Loin du rez-de-chaussée où des parents scrutent les nouveautés étalées pour des enfants un brin excités en fin de journée, l'action se déroule au 2e étage du Palais des congrès de Montreuil. Là, à l'écart de l'effervescence du Salon du livre et de la jeunesse, une petite scène se découvre entourée de plusieurs dizaines de sièges. Pour les éditeurs sélectionnés, c'est là que tout pourra se jouer. L'un après l'autre, 15 représentants des maisons d'édition se succèdent pour pitcher un titre de leur catalogue. 2 minutes 30 pour convaincre un producteur que cette œuvre contient tous les ingrédients d'une adaptation audiovisuelle.

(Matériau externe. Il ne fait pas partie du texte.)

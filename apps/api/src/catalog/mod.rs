// External Catalog Client: typed, paginated access to career, industry and
// interest-profiler data. All upstream traffic goes through `gateway`.

pub mod client;
pub mod fallback;
pub mod handlers;
pub mod job_zones;
pub mod models;
pub mod pagination;

pub use client::CatalogClient;
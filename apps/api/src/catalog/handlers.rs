//! Axum route handlers exposing the catalog client.

use std::collections::BTreeMap;

use axum::{extract::State, Json};
use serde::{Deserialize, Serialize};
use tracing::warn;

use crate::catalog::client::{encode_answers, CareerSort, IndustryCategory, IndustrySort};
use crate::catalog::fallback;
use crate::catalog::job_zones::{job_zone, JobZone};
use crate::catalog::models::{
    sort_by_score_desc, CareerFullReport, CareerListPage, IndustryList, InterestProfiler,
    InterestResult, JobZoneList,
};
use crate::catalog::pagination::{page_count, PageRange, ITEMS_PER_PAGE};
use crate::errors::AppError;
use crate::extract::{AppJson, AppPath, AppQuery};
use crate::state::AppState;

// ────────────────────────────────────────────────────────────────────────────
// Request / Response types
// ────────────────────────────────────────────────────────────────────────────

/// Whether a response came from the upstream service or the built-in fallback data.
#[derive(Debug, Clone, Copy, PartialEq, Eq, Serialize)]
#[serde(rename_all = "lowercase")]
pub enum DataSource {
    Live,
    Fallback,
}

#[derive(Debug, Serialize)]
pub struct CareerListResponse {
    #[serde(flatten)]
    pub page: CareerListPage,
    pub page_count: u32,
}

impl CareerListResponse {
    fn new(page: CareerListPage, range: PageRange) -> Self {
        let page_count = page_count(page.total, range.size());
        Self { page, page_count }
    }
}

#[derive(Debug, Serialize)]
pub struct ProfilerResponse {
    pub source: DataSource,
    #[serde(flatten)]
    pub profiler: InterestProfiler,
}

#[derive(Debug, Deserialize)]
pub struct SubmitAnswersRequest {
    #[serde(default)]
    pub answers: BTreeMap<u32, i64>,
}

#[derive(Debug, Serialize)]
pub struct ResultsResponse {
    pub source: DataSource,
    /// Highest score first.
    pub results: Vec<InterestResult>,
}

#[derive(Debug, Deserialize)]
pub struct AllCareersQuery {
    #[serde(default)]
    pub sort: CareerSort,
    pub start: Option<u32>,
    pub end: Option<u32>,
}

#[derive(Debug, Deserialize)]
pub struct SearchQuery {
    #[serde(default)]
    pub keyword: String,
    pub start: Option<u32>,
    pub end: Option<u32>,
}

#[derive(Debug, Deserialize)]
pub struct IndustryCareersQuery {
    #[serde(default)]
    pub category: IndustryCategory,
    #[serde(default)]
    pub sort: IndustrySort,
    pub start: Option<u32>,
    pub end: Option<u32>,
}

#[derive(Debug, Deserialize)]
pub struct MatchingCareersQuery {
    #[serde(default)]
    pub area: String,
    pub job_zone: Option<u8>,
    pub start: Option<u32>,
    pub end: Option<u32>,
}

fn range(start: Option<u32>, end: Option<u32>) -> Result<PageRange, AppError> {
    let start = start.unwrap_or(1);
    let end = end.unwrap_or_else(|| start.saturating_add(ITEMS_PER_PAGE - 1));
    PageRange::new(start, end)
}

fn required<'a>(value: &'a str, name: &str) -> Result<&'a str, AppError> {
    let value = value.trim();
    if value.is_empty() {
        return Err(AppError::Validation(format!("{name} is required")));
    }
    Ok(value)
}

// ────────────────────────────────────────────────────────────────────────────
// Handlers
// ────────────────────────────────────────────────────────────────────────────

/// GET /api/careers
pub async fn handle_all_careers(
    State(state): State<AppState>,
    AppQuery(params): AppQuery<AllCareersQuery>,
) -> Result<Json<CareerListResponse>, AppError> {
    let range = range(params.start, params.end)?;
    let page = state.catalog.fetch_all_careers(params.sort, range).await?;
    Ok(Json(CareerListResponse::new(page, range)))
}

/// GET /api/careers/search
pub async fn handle_search_careers(
    State(state): State<AppState>,
    AppQuery(params): AppQuery<SearchQuery>,
) -> Result<Json<CareerListResponse>, AppError> {
    let keyword = required(&params.keyword, "keyword")?;
    let range = range(params.start, params.end)?;
    let page = state.catalog.search_careers_by_keyword(keyword, range).await?;
    Ok(Json(CareerListResponse::new(page, range)))
}

/// GET /api/careers/:code
pub async fn handle_career_detail(
    State(state): State<AppState>,
    AppPath(code): AppPath<String>,
) -> Result<Json<CareerFullReport>, AppError> {
    Ok(Json(state.catalog.fetch_career_detail(&code).await?))
}

/// GET /api/industries
pub async fn handle_industries(
    State(state): State<AppState>,
) -> Result<Json<IndustryList>, AppError> {
    Ok(Json(state.catalog.fetch_industries().await?))
}

/// GET /api/industries/:code/careers
pub async fn handle_industry_careers(
    State(state): State<AppState>,
    AppPath(code): AppPath<u32>,
    AppQuery(params): AppQuery<IndustryCareersQuery>,
) -> Result<Json<CareerListResponse>, AppError> {
    let range = range(params.start, params.end)?;
    let page = state
        .catalog
        .fetch_careers_by_industry(code, params.category, params.sort, range)
        .await?;
    Ok(Json(CareerListResponse::new(page, range)))
}

/// GET /api/interest-profiler/questions
///
/// Falls back to the built-in question set when the upstream assessment is unavailable.
pub async fn handle_profiler_questions(State(state): State<AppState>) -> Json<ProfilerResponse> {
    let response = match state.catalog.fetch_interest_profiler_questions().await {
        Ok(profiler) => ProfilerResponse {
            source: DataSource::Live,
            profiler,
        },
        Err(e) => {
            warn!("Interest profiler questions unavailable, serving fallback set: {e}");
            ProfilerResponse {
                source: DataSource::Fallback,
                profiler: fallback::profiler(),
            }
        }
    };
    Json(response)
}

/// POST /api/interest-profiler/results
///
/// Malformed answers are rejected; any upstream failure yields the fallback scores.
pub async fn handle_profiler_results(
    State(state): State<AppState>,
    AppJson(request): AppJson<SubmitAnswersRequest>,
) -> Result<Json<ResultsResponse>, AppError> {
    encode_answers(&request.answers)?;

    let (source, mut results) = match state
        .catalog
        .submit_interest_profiler_answers(&request.answers)
        .await
    {
        Ok(results) => (DataSource::Live, results),
        Err(e) => {
            warn!("Interest profiler scoring failed, serving fallback results: {e}");
            (DataSource::Fallback, fallback::results())
        }
    };
    sort_by_score_desc(&mut results);

    Ok(Json(ResultsResponse { source, results }))
}

/// GET /api/interest-profiler/careers
pub async fn handle_matching_careers(
    State(state): State<AppState>,
    AppQuery(params): AppQuery<MatchingCareersQuery>,
) -> Result<Json<CareerListResponse>, AppError> {
    let area = required(&params.area, "area")?;
    let range = range(params.start, params.end)?;
    let page = state
        .catalog
        .get_matching_careers(area, params.job_zone, range)
        .await?;
    Ok(Json(CareerListResponse::new(page, range)))
}

/// GET /api/job-zones
pub async fn handle_job_zones(State(state): State<AppState>) -> Result<Json<JobZoneList>, AppError> {
    Ok(Json(state.catalog.fetch_job_zones().await?))
}

/// GET /api/job-zones/:id
///
/// Anything other than a zone number 1-5 is a 404.
pub async fn handle_job_zone(
    AppPath(id): AppPath<String>,
) -> Result<Json<JobZone>, AppError> {
    id.trim()
        .parse::<u8>()
        .ok()
        .and_then(job_zone)
        .copied()
        .map(Json)
        .ok_or_else(|| AppError::NotFound(format!("Job zone {id} not found")))
}
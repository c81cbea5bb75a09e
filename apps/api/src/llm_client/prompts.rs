// Shared prompt fragments.
// Each service that needs LLM calls defines its own prompts.rs alongside it.

/// Appended to every prompt that expects a machine-readable answer.
pub const JSON_ONLY_INSTRUCTION: &str = "\
    Respond with ONLY a JSON object. \
    Do NOT include explanations, preambles, or any text outside the JSON object. \
    Do NOT use markdown code fences. \
    Make sure the JSON is valid and properly formatted.";
//! Typed shapes of the upstream catalog payloads.
//!
//! Normalization rule: every list field deserializes through [`null_as_default`], so an
//! absent or `null` list always comes back as `[]`.

use serde::{Deserialize, Deserializer, Serialize};
use serde_json::{Map, Value};

/// Deserializes `null` (or a missing field, combined with `#[serde(default)]`) as `T::default()`.
pub fn null_as_default<'de, D, T>(deserializer: D) -> Result<T, D::Error>
where
    D: Deserializer<'de>,
    T: Default + Deserialize<'de>,
{
    Ok(Option::<T>::deserialize(deserializer)?.unwrap_or_default())
}

// ────────────────────────────────────────────────────────────────────────────
// List endpoints
// ────────────────────────────────────────────────────────────────────────────

#[derive(Debug, Clone, Default, PartialEq, Serialize, Deserialize)]
pub struct CareerTags {
    #[serde(default, deserialize_with = "null_as_default")]
    pub bright_outlook: bool,
    #[serde(default, deserialize_with = "null_as_default")]
    pub green: bool,
    #[serde(default, deserialize_with = "null_as_default")]
    pub apprenticeship: bool,
}

/// Interest-profiler match strength.
#[derive(Debug, Clone, Copy, PartialEq, Eq, Serialize, Deserialize)]
pub enum Fit {
    Best,
    Great,
    Good,
    /// Any label the upstream adds later.
    #[serde(other)]
    Other,
}

/// One career row from any list endpoint.
///
/// The common fields (`code`, `title`, `tags`) are always present. The optional
/// fields depend on where the row came from:
/// - `fit`: interest-profiler matches (`mnm/interestprofiler/careers`)
/// - `category`, `percent_employed`: industry browsing (`mnm/browse/{code}`)
/// - keyword search and the full career list carry none of them
#[derive(Debug, Clone, PartialEq, Serialize, Deserialize)]
pub struct CareerSummary {
    #[serde(default, skip_serializing_if = "Option::is_none")]
    pub href: Option<String>,
    pub code: String,
    pub title: String,
    #[serde(default, deserialize_with = "null_as_default")]
    pub tags: CareerTags,
    #[serde(default, skip_serializing_if = "Option::is_none")]
    pub fit: Option<Fit>,
    #[serde(default, skip_serializing_if = "Option::is_none")]
    pub category: Option<String>,
    #[serde(default, skip_serializing_if = "Option::is_none")]
    pub percent_employed: Option<f64>,
}

#[derive(Debug, Clone, PartialEq, Serialize, Deserialize)]
pub struct Link {
    pub href: String,
    pub rel: String,
}

pub fn has_next_link(links: &[Link]) -> bool {
    links.iter().any(|l| l.rel == "next")
}

/// A page of careers. `start`/`end` are 1-based and inclusive.
#[derive(Debug, Clone, Default, PartialEq, Serialize, Deserialize)]
pub struct CareerListPage {
    #[serde(default, skip_serializing_if = "Option::is_none")]
    pub sort: Option<String>,
    #[serde(default)]
    pub start: u32,
    #[serde(default)]
    pub end: u32,
    #[serde(default)]
    pub total: u32,
    #[serde(default, deserialize_with = "null_as_default")]
    pub link: Vec<Link>,
    #[serde(default, deserialize_with = "null_as_default")]
    pub career: Vec<CareerSummary>,
    #[serde(default, skip_serializing_if = "Option::is_none")]
    pub keyword: Option<String>,
}

#[derive(Debug, Clone, PartialEq, Serialize, Deserialize)]
pub struct Industry {
    #[serde(default, skip_serializing_if = "Option::is_none")]
    pub href: Option<String>,
    pub code: u32,
    pub title: String,
}

#[derive(Debug, Clone, Default, PartialEq, Serialize, Deserialize)]
pub struct IndustryList {
    #[serde(default, deserialize_with = "null_as_default")]
    pub industry: Vec<Industry>,
}

// ────────────────────────────────────────────────────────────────────────────
// Interest profiler
// ────────────────────────────────────────────────────────────────────────────

#[derive(Debug, Clone, PartialEq, Serialize, Deserialize)]
pub struct Question {
    pub index: u32,
    pub area: String,
    pub text: String,
}

#[derive(Debug, Clone, PartialEq, Serialize, Deserialize)]
pub struct AnswerOption {
    pub value: u8,
    pub name: String,
}

#[derive(Debug, Clone, Default, PartialEq, Serialize, Deserialize)]
pub struct AnswerOptions {
    #[serde(default, deserialize_with = "null_as_default")]
    pub answer_option: Vec<AnswerOption>,
}

#[derive(Debug, Clone, Default, Deserialize)]
pub struct QuestionPage {
    #[serde(default, deserialize_with = "null_as_default")]
    pub link: Vec<Link>,
    #[serde(default, deserialize_with = "null_as_default")]
    pub question: Vec<Question>,
    #[serde(default, deserialize_with = "null_as_default")]
    pub answer_options: AnswerOptions,
}

/// The full assessment: every question in order plus the shared answer scale.
#[derive(Debug, Clone, PartialEq, Serialize)]
pub struct InterestProfiler {
    pub questions: Vec<Question>,
    pub answer_options: Vec<AnswerOption>,
}

#[derive(Debug, Clone, PartialEq, Serialize, Deserialize)]
pub struct InterestResult {
    pub area: String,
    pub score: u32,
    pub description: String,
}

/// Orders results highest score first. The catalog client itself never sorts.
pub fn sort_by_score_desc(results: &mut [InterestResult]) {
    results.sort_by(|a, b| b.score.cmp(&a.score));
}

// ────────────────────────────────────────────────────────────────────────────
// Full career report (mnm/careers/{code}/report)
// ────────────────────────────────────────────────────────────────────────────

#[derive(Debug, Clone, Default, PartialEq, Serialize, Deserialize)]
pub struct TitleList {
    #[serde(default, deserialize_with = "null_as_default")]
    pub title: Vec<String>,
}

#[derive(Debug, Clone, Default, PartialEq, Serialize, Deserialize)]
pub struct TaskList {
    #[serde(default, deserialize_with = "null_as_default")]
    pub task: Vec<String>,
}

#[derive(Debug, Clone, PartialEq, Serialize, Deserialize)]
pub struct ResourceLink {
    pub href: String,
    pub title: String,
}

#[derive(Debug, Clone, Default, PartialEq, Serialize, Deserialize)]
pub struct ResourceList {
    #[serde(default, deserialize_with = "null_as_default")]
    pub resource: Vec<ResourceLink>,
}

#[derive(Debug, Clone, PartialEq, Serialize, Deserialize)]
pub struct CareerOverview {
    pub code: String,
    pub title: String,
    #[serde(default, deserialize_with = "null_as_default")]
    pub tags: CareerTags,
    #[serde(default, deserialize_with = "null_as_default")]
    pub also_called: TitleList,
    #[serde(default, skip_serializing_if = "Option::is_none")]
    pub what_they_do: Option<String>,
    #[serde(default, deserialize_with = "null_as_default")]
    pub on_the_job: TaskList,
    #[serde(default, deserialize_with = "null_as_default")]
    pub career_video: bool,
    #[serde(default, deserialize_with = "null_as_default")]
    pub resources: ResourceList,
}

Les arguments sont aussi variés que les histoires racontées dans les pages de ces livres pour enfants et adolescents. Pour les uns, ce sera un scénario bien ficelé doté d'une galerie de personnages secondaires suffisamment étoffée quand d'autres mettent en avant le caractère universel des problématiques évoquées. Certains jouent la carte de la référence cinématographique à laquelle un type de trait se réfère, susceptible de séduire une potentielle audience. C'est aussi le profil de l'auteur qui est évoqué : il a déjà été scénariste sur des séries. Au-delà de l'intrigue, on peut aussi rappeler les chiffres de ventes : telle série s'est imposée comme un best-seller dans les librairies françaises et européennes.
La meilleure vitrine
Pour la première fois en 2022, la Scelf - Société civile des éditeurs de langue française - a organisé un Shoot the Book ! pour une rencontre entre producteurs et éditeurs à Montreuil. Cette séance a pris parfois des airs de baptême du feu : « J'étais assez mal préparé mais c'est plutôt intéressant de se confronter à l'exercice ». Pour Louis Lauliac, des éditions 2024, cette rencontre a néanmoins permis de renouer le contact avec une productrice. « Dès le début, notre fantasme était d'adapter notre livre Tulipe en dessin animé, avec des épisodes courts dans des univers malléables. On a donc pris cet événement comme une opportunité à saisir. Cela nous a donné envie de développer cet aspect. » Juliette Trolez qui représente Auzou Éditions semblait assez à l'aise sur scène. « Plus on en fait, plus on est visible. Même si je connais bien le catalogue, je relis toujours mes pitchs. Le pitch reste notre meilleure vitrine, il faut savoir être court pour marquer le mieux possible nos interlocuteurs. » Une préparation à la seconde près pour ne pas manquer une fenêtre de tir : « C'était une chance d'être choisie parmi tant d'autres maisons d'édition pour présenter un titre devant une centaine de personnes. C'est une fenêtre de visibilité à ne pas manquer. »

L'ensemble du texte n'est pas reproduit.